Great American writers series -- Broadway dramas turned into Hollywood movies
Great American writers series
Good plays tend to curdle when they’re made into movies. The camera never seems able to escape the set. What sounded like poetry in a live performance becomes hammy in a close-up. Of course, this has never stopped Broadway dramas from being made into Hollywood movies, especially when the playwrights have big names. To prove this, Paramount has dusted off some prime examples from its archives and released them as the ”Great American Writers Series.”
William Inge’s Come Back, Little Sheba is the exception that proves the rule. It’s one title in the series that has remained a familiar late-night TV presence, and deservedly. Shirley Booth won an Academy Award for her performance as the pathetically frowsy wife of an alcoholic, and if she doesn’t make you wet your handkerchiefs in the last bittersweet five minutes, you can’t be human. Burt Lancaster, as a man slowly sinking in the quagmire of marital despair, is every bit as good. (To appreciate what an actor the man is, check out, in this same series, The Rose Tattoo. It’s minor-league Tennessee Williams, but another slice of ham grilled to perfection by Lancaster, as a boisterous, gentle cretin.) Inge, who also wrote Bus Stop and Picnic, was better served by Hollywood than most other playwrights, but Come Back, Little Sheba was surely both his best play and his best transfer to film.

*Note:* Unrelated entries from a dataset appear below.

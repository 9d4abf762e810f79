//! Converges the configs running on this node with the store and the ring.
//!
//! A single lock guards the tracked set and every call into the instance
//! manager, so watch events, periodic refreshes, and reshard requests are
//! applied strictly one after another.

use std::collections::HashSet;
use std::sync::Arc;
use std::time::{Duration, Instant};

use async_trait::async_trait;
use metrics::{Counter, Gauge, Histogram};
use tokio::sync::{broadcast, Mutex};
use tokio::task::JoinHandle;
use tokio::time::Instant as TokioInstant;
use tokio_util::sync::CancellationToken;

use crate::cluster::{MembershipView, ReshardHandler};
use crate::error::{ClusterError, Result};
use crate::instance::{GlobalConfig, InstanceConfig, InstanceError, InstanceManager};
use crate::observability::MetricsRegistry;
use crate::store::{ConfigStore, WatchEvent};
use crate::validate::ConfigValidator;

struct ReconcilerMetrics {
    reshard_success: Histogram,
    reshard_failure: Histogram,
    tracked: Gauge,
    applied: Counter,
    deleted: Counter,
    ignored: Counter,
}

impl ReconcilerMetrics {
    fn new(registry: &MetricsRegistry) -> Self {
        let duration = |success: &str| {
            registry.histogram(
                "agent_scraping_service_reshard_duration_seconds",
                "How long it took for resharding to run",
                &[("success", success.to_string())],
            )
        };
        let events = |action: &str| {
            registry.counter(
                "agent_scraping_service_config_events_total",
                "Per-config reconciliation decisions",
                &[("action", action.to_string())],
            )
        };
        Self {
            reshard_success: duration("1"),
            reshard_failure: duration("0"),
            tracked: registry.gauge(
                "agent_scraping_service_tracked_configs",
                "Configs currently running on this node",
                &[],
            ),
            applied: events("apply"),
            deleted: events("delete"),
            ignored: events("ignore"),
        }
    }
}

/// Settings shared by every reconciliation.
#[derive(Debug, Clone, Default)]
pub struct ReconcilerConfig {
    pub global: GlobalConfig,
    pub validator: ConfigValidator,
    /// Bound on waiting for the lock and reading the store during a refresh.
    pub reshard_timeout: Option<Duration>,
}

pub struct Reconciler {
    store: Arc<dyn ConfigStore>,
    membership: Arc<dyn MembershipView>,
    manager: Arc<dyn InstanceManager>,
    config: ReconcilerConfig,
    tracked: Mutex<HashSet<String>>,
    events: parking_lot::Mutex<Option<broadcast::Receiver<WatchEvent>>>,
    metrics: ReconcilerMetrics,
}

impl Reconciler {
    /// Subscribes to store changes immediately so events published before the
    /// watch loop starts are not lost.
    pub fn new(
        store: Arc<dyn ConfigStore>,
        membership: Arc<dyn MembershipView>,
        manager: Arc<dyn InstanceManager>,
        config: ReconcilerConfig,
        registry: &MetricsRegistry,
    ) -> Self {
        let events = store.watch();
        Self {
            store,
            membership,
            manager,
            config,
            tracked: Mutex::new(HashSet::new()),
            events: parking_lot::Mutex::new(Some(events)),
            metrics: ReconcilerMetrics::new(registry),
        }
    }

    /// Names of the configs this node believes it is running.
    pub async fn tracked(&self) -> Vec<String> {
        let mut names: Vec<String> = self.tracked.lock().await.iter().cloned().collect();
        names.sort();
        names
    }

    /// Whether this node owns `key`. A failed lookup counts as not owned:
    /// dropping a config is preferred over two nodes running it.
    fn owns(&self, key: &str) -> bool {
        match self.membership.owner(key) {
            Ok(peer) => self.membership.is_self(&peer),
            Err(e) => {
                tracing::warn!(key = %key, error = %e, "Failed to look up owner, treating as not owned");
                false
            }
        }
    }

    /// Validate a config read from the store and fill in this node's defaults.
    fn prepare(&self, mut cfg: InstanceConfig) -> std::result::Result<InstanceConfig, String> {
        self.config.validator.validate(&cfg).map_err(|e| e.to_string())?;
        cfg.apply_defaults(&self.config.global).map_err(|e| e.to_string())?;
        Ok(cfg)
    }

    /// Apply a single store change.
    pub async fn handle_event(&self, event: WatchEvent) {
        let mut tracked = self.tracked.lock().await;
        self.handle_locked(&mut tracked, event).await;
        self.metrics.tracked.set(tracked.len() as f64);
    }

    /// Returns whether `event.key` is tracked afterwards.
    async fn handle_locked(&self, tracked: &mut HashSet<String>, event: WatchEvent) -> bool {
        let WatchEvent { key, config } = event;
        let was_tracked = tracked.contains(&key);

        let cfg = match config {
            Some(cfg) if self.owns(&key) => cfg,
            _ => {
                if was_tracked {
                    self.stop_tracking(tracked, &key).await;
                } else {
                    self.metrics.ignored.increment(1);
                    tracing::debug!(key = %key, "Ignoring config not owned by this node");
                }
                return tracked.contains(&key);
            }
        };

        let cfg = match self.prepare(cfg) {
            Ok(cfg) => cfg,
            Err(e) => {
                tracing::warn!(key = %key, error = %e, "Config failed validation, not applying");
                if was_tracked {
                    self.stop_tracking(tracked, &key).await;
                } else {
                    self.metrics.ignored.increment(1);
                }
                return tracked.contains(&key);
            }
        };

        match self.manager.apply_config(cfg).await {
            Ok(()) => {
                if was_tracked {
                    tracing::debug!(key = %key, "Re-applied config");
                } else {
                    tracing::info!(key = %key, "Started config");
                }
                self.metrics.applied.increment(1);
                tracked.insert(key);
                true
            }
            Err(e) => {
                tracing::error!(key = %key, error = %e, "Failed to apply config");
                // Stop whatever may still be running under this name so the key
                // can drop out of the tracked set and be retried from scratch.
                if was_tracked {
                    self.stop_tracking(tracked, &key).await;
                }
                tracked.contains(&key)
            }
        }
    }

    /// Delete `key` from the instance manager. The key stays tracked if the
    /// delete fails so it is retried next cycle.
    async fn stop_tracking(&self, tracked: &mut HashSet<String>, key: &str) {
        match self.manager.delete_config(key).await {
            Ok(()) | Err(InstanceError::NotFound(_)) => {
                tracing::info!(key = %key, "Stopped config");
                self.metrics.deleted.increment(1);
                tracked.remove(key);
            }
            Err(e) => {
                tracing::error!(key = %key, error = %e, "Failed to stop config, will retry");
            }
        }
    }

    /// Reconcile every key in the store against the ring.
    ///
    /// Owned configs are applied, tracked configs that are gone or no longer
    /// owned are stopped. If the deadline passes while waiting for the lock or
    /// reading the store, nothing is changed and an error is returned.
    pub async fn refresh(&self) -> Result<()> {
        let start = Instant::now();
        let result = self.refresh_inner().await;

        let elapsed = start.elapsed().as_secs_f64();
        match &result {
            Ok(()) => self.metrics.reshard_success.record(elapsed),
            Err(e) => {
                self.metrics.reshard_failure.record(elapsed);
                tracing::warn!(error = %e, "Refresh failed");
            }
        }
        result
    }

    async fn refresh_inner(&self) -> Result<()> {
        let deadline = self
            .config
            .reshard_timeout
            .map(|timeout| (timeout, TokioInstant::now() + timeout));

        let mut tracked = match deadline {
            Some((timeout, at)) => tokio::time::timeout_at(at, self.tracked.lock())
                .await
                .map_err(|_| ClusterError::ReshardTimeout(timeout))?,
            None => self.tracked.lock().await,
        };

        let configs = match deadline {
            Some((timeout, at)) => tokio::time::timeout_at(at, self.collect_owned())
                .await
                .map_err(|_| ClusterError::ReshardTimeout(timeout))??,
            None => self.collect_owned().await?,
        };

        let mut discovered = HashSet::new();
        for cfg in configs {
            let key = cfg.name.clone();
            let event = WatchEvent {
                key: key.clone(),
                config: Some(cfg),
            };
            if self.handle_locked(&mut tracked, event).await {
                discovered.insert(key);
            }
        }

        let stale: Vec<String> = tracked.difference(&discovered).cloned().collect();
        for key in stale {
            self.stop_tracking(&mut tracked, &key).await;
        }
        // What remains is `discovered` plus stale keys whose delete failed.

        self.metrics.tracked.set(tracked.len() as f64);
        tracing::debug!(tracked = tracked.len(), "Refresh complete");
        Ok(())
    }

    /// Read every owned config from the store.
    async fn collect_owned(&self) -> Result<Vec<InstanceConfig>> {
        if let Err(e) = self.membership.sync().await {
            tracing::warn!(error = %e, "Failed to refresh ring view, using cached ring");
        }

        let keep = |key: &str| self.owns(key);
        let mut rx = self.store.all(Some(&keep)).await?;
        let mut configs = Vec::new();
        while let Some(cfg) = rx.recv().await {
            configs.push(cfg);
        }
        Ok(configs)
    }

    /// Stop every tracked config. Used on shutdown.
    pub async fn stop(&self) {
        let mut tracked = self.tracked.lock().await;
        let keys: Vec<String> = tracked.iter().cloned().collect();
        for key in keys {
            self.stop_tracking(&mut tracked, &key).await;
        }
        self.metrics.tracked.set(tracked.len() as f64);
        tracing::info!(remaining = tracked.len(), "Stopped tracked configs");
    }

    /// Consume store changes until `cancel` fires. A lagged subscription
    /// falls back to a full refresh.
    pub fn spawn_watch_loop(self: &Arc<Self>, cancel: CancellationToken) -> JoinHandle<()> {
        let reconciler = self.clone();
        let events = reconciler.events.lock().take();
        let mut events = events.unwrap_or_else(|| reconciler.store.watch());

        tokio::spawn(async move {
            loop {
                let event = tokio::select! {
                    _ = cancel.cancelled() => return,
                    event = events.recv() => event,
                };
                match event {
                    Ok(event) => reconciler.handle_event(event).await,
                    Err(broadcast::error::RecvError::Lagged(n)) => {
                        tracing::warn!(dropped = n, "Config watch lagged, refreshing");
                        let _ = reconciler.refresh().await;
                    }
                    Err(broadcast::error::RecvError::Closed) => {
                        tracing::warn!("Config watch closed");
                        return;
                    }
                }
            }
        })
    }

    /// Refresh every `interval` until `cancel` fires.
    pub fn spawn_refresh_loop(self: &Arc<Self>, interval: Duration, cancel: CancellationToken) -> JoinHandle<()> {
        let reconciler = self.clone();
        tokio::spawn(async move {
            let mut ticker = tokio::time::interval(interval);
            ticker.tick().await;
            loop {
                tokio::select! {
                    _ = cancel.cancelled() => return,
                    _ = ticker.tick() => {
                        let _ = reconciler.refresh().await;
                    }
                }
            }
        })
    }
}

#[async_trait]
impl ReshardHandler for Reconciler {
    async fn reshard(&self) -> Result<()> {
        self.refresh().await
    }
}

Eugene O’Neill’s Desire Under the Elms is the hokiest of the plays. Sometimes the hokum is fun, as when crusty old New England patriarch Burl Ives twangs out, ”A hum’s got t’hev a woman!” and his newlywed bride, Sophia Loren, looking possessively at her new home, replies, ”A woman’s got t’hev a hum!” Anthony Perkins is fatally miscast as Ives’ youngest son. Stripped to the waist and pretending to do farm chores, he looks embarrassing and embarrassed, and as for the love scenes, even with Elmer Bernstein’s score heaving away, Loren and Perkins might as well be in two different movies.
Carrie, directed by William Wyler and starring Laurence Olivier and Jennifer Jones, is the most interesting dark horse in the series, but like so many other dark horses, it fades in the stretch. Theodore Dreiser’s novel Sister Carrie is a brutal riches-to-rags story about a man ruined by a biological force called love. Wyler’s movie (the only one of these releases not made from a play) deletes all of Dreiser’s vision and most of his drama and replaces it with Jennifer Jones’ pretty face and Olivier’s noble demeanor. Eddie Albert delivers the most creditable performance: At least he seems American. Neglect this one.
The other plays in the Paramount series are Summer and Smoke by Tennessee Williams and The Matchmaker by Thornton Wilder.